Quel programme pour la gauche ?
Dans la dernière partie du livre, Lionel Jospin se livre, en quelque sorte, à un travail programmatique pour la gauche. Dans la tradition des grands rapports politiques, il part d’une analyse géopolitique pour insister sur les fragilités de la démocratie et sa nécessaire défense face à la progression des « despotismes », sous une forme ou une autre, dans le monde. Ce qui lui permet de revenir sur les phénomènes populistes – et ce n’est pas étonnant qu’il le fasse dans ce chapitre. La question des migrations, ensuite, pose en fait le problème des États et des communautés nationales. C’est une ancienne préoccupation de l’ancien Premier ministre de proposer des politiques lucides dans le respect du droit. Il détaille, de manière convaincante, ce que doit être une politique d’intégration républicaine.
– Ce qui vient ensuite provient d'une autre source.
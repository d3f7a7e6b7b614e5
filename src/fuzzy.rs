//! Similarity scoring for filenames.
//!
//! [`ratio`] scores two strings on a 0–100 scale from their indel distance
//! (insertions and deletions only): `100 * 2 * matched / (len_a + len_b)`,
//! rounded half-to-even, where `matched` is the number of characters the
//! minimal char-level diff keeps. Identical strings score 100, strings with
//! no character in common score 0, and an empty input always scores 0.

use similar::{DiffOp, TextDiff};

/// Similarity ratio between `a` and `b`, compared per `char`.
pub fn ratio(a: &str, b: &str) -> u8 {
    if a.is_empty() || b.is_empty() {
        return 0;
    }

    let diff = TextDiff::from_chars(a, b);
    let matched: usize = diff
        .ops()
        .iter()
        .map(|op| match op {
            DiffOp::Equal { len, .. } => *len,
            _ => 0,
        })
        .sum();
    let total = a.chars().count() + b.chars().count();
    round_half_even(200 * matched, total).min(100) as u8
}

/// `numerator / denominator` rounded to the nearest integer, ties to even.
fn round_half_even(numerator: usize, denominator: usize) -> usize {
    let quotient = numerator / denominator;
    let twice_rem = 2 * (numerator % denominator);
    if twice_rem > denominator || (twice_rem == denominator && quotient % 2 == 1) {
        quotient + 1
    } else {
        quotient
    }
}

/// Characters left dangling at either end once an embedded date is removed.
const SEPARATORS: &[char] = &['_', '-', '.', ' '];

/// Normalize a filename base for matching: upper-case, ASCII digits removed,
/// then separators trimmed from both ends.
///
/// Partner filenames usually embed dates or sequence numbers, which must
/// not count against the similarity to a static pattern.
pub fn normalize_filename(base: &str) -> String {
    let stripped: String = base
        .chars()
        .filter(|c| !c.is_ascii_digit())
        .flat_map(char::to_uppercase)
        .collect();
    stripped.trim_matches(SEPARATORS).to_string()
}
Il consacre sa troisième réflexion à l’écologie évidemment, mais aussi à ce qui menace la vie sur la terre, les évolutions démographiques, le danger de trop fortes inégalités. Lionel Jospin insiste sur la nécessité d’aller vers une transformation de notre système productif mais, en même temps, si nous osons dire… il manifeste sa confiance dans l’innovation technologique. Ces trois défis lus ensemble permettent de retrouver une constante de la pensée (et de l’action) de Lionel Jospin, la recherche d’équilibres pertinents dans des réalités complexes. La postface sur la crise sanitaire est écrite avec le même souci.
Ce compte rendu, déjà long – et il aurait pu l’être davantage ! – montre l’intérêt que les lecteurs – évidemment les socialistes présents et passés – peuvent éprouver à la lecture de cet ouvrage dans une période faite de plus d’interrogations que de certitudes.